AGX Orin 64GB computational limits?

Hi everyone. After some reflections I think I’ll buy an AGX Orin dev kit 64gb (to have something that will last for 3-4 years).
Now the main concern: what are its current limits? I mean, is there some kind of model (by NVIDIA NGC or HuggingFace) that is simply too big/computationally intensive for the AGX?
I’d like to use Bloom, StableDIffusion, SantaCoder, and of course the NVIDIA AI stack at the highest capacity allowed by AGX. What will not run with it?
Thanks, and sorry if my question sounds naive.

I’m not able to comment it’s no limitaton, but it’s the most powerful AI edge device.

1 Like

I’ll suggest that the biggest limitation isn’t in its computing power. You do need to be careful though to understand it is an integrated GPU (iGPU), and the APIs it can use are tied to its particular L4T (Ubuntu + NVIDIA drivers) release. Whatever you need, be certain that the flashed release supports the CUDA or other API releases it needs to work with.

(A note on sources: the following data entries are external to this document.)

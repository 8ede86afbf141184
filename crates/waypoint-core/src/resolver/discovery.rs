//! Discovery: one setup call that yields the control endpoint.

use anyhow::Result;

use super::LinkResolver;
use crate::http::{with_query, CallError, HttpRequest, HttpResponse};
use crate::link::{is_valid_url, CLIENT_UUID_HEADER, JSON_CONTENT_TYPE, SERVICE_LINK_HEADER};
use crate::prefs::PrefKey;

impl LinkResolver {
    /// Posts to the setup endpoint and stores a valid `service-link` header.
    ///
    /// The header is honoured whatever the status code; its absence is the failure signal.
    pub(super) async fn discover(&self) -> Result<()> {
        let installation_id = self.prefs.installation_id_or_init().await?;

        let Some(url) = with_query(&self.base_url, &[("action", self.setup_action.as_str())])
        else {
            tracing::error!(base_url = %self.base_url, "invalid setup base URL; discovery skipped");
            return Ok(());
        };

        let request = HttpRequest::post(url)
            .header("Content-Type", JSON_CONTENT_TYPE)
            .header(CLIENT_UUID_HEADER, installation_id);
        let outcome = self
            .client
            .send(request)
            .await
            .and_then(|resp| service_link(&resp));

        match outcome {
            Ok(link) if is_valid_url(&link) => {
                tracing::info!(control_endpoint = %link, "discovered control endpoint");
                self.prefs.put(PrefKey::ControlEndpoint, &link).await?;
            }
            Ok(link) => {
                tracing::warn!(candidate = %link, "discarding invalid service-link");
            }
            Err(e) => {
                tracing::warn!(
                    error = %e,
                    timeout = e.is_timeout(),
                    "discovery failed; control endpoint unchanged"
                );
            }
        }
        Ok(())
    }
}

fn service_link(resp: &HttpResponse) -> Result<String, CallError> {
    tracing::debug!(status = resp.status, "setup response");
    resp.header(SERVICE_LINK_HEADER)
        .filter(|v| !v.is_empty())
        .map(str::to_string)
        .ok_or_else(|| {
            CallError::Decode(format!(
                "{SERVICE_LINK_HEADER} header missing (HTTP {})",
                resp.status
            ))
        })
}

Also, despite being an extraordinary GPU device at that size, it still is not the same as a high end discrete GPU (dGPU) you might find on a desktop. The iGPU uses the same memory as the CPU on an Orin, whereas a dGPU has its own memory. Memory consumption limits differ between dGPU and iGPU.

1 Like

Thank you for your reply.
As per the use case, I plan to use it essentially in 2 different scenarios:

  1. training new models from scratch (mainly some BERT-related ones)
  2. learning and experimenting with some cool models I can find online (e.g. from Since some of these activities overlap with my job I cannot use for example Colab, I need the gear to be on my desk.


For training a desktop GPU is recommended, although it is capable of training if there is sufficient memory. Even a 1080 Ti has 3584 CUDA cores, and although the Orin has overtaken a GTX 1060 (I think 2048 cores for an Orin), you’ll very quickly get ahead training on most desktops with a 1080 Ti or better. The part which makes many of the higher end training systems more expensive though isn’t necessarily the number of CUDA cores…you’ll see that the Titan series (and more specialized GPUs) tend to have a lot more VRAM. That VRAM is quite fast compared to a Jetson’s RAM, and the Jetson only has available whatever is left over after the operating system uses RAM. Still, if you were to use an Orin for training, it could probably do the job (something like a TX2 I would not recommend for training).

This topic was automatically closed 14 days after the last reply. New replies are no longer allowed.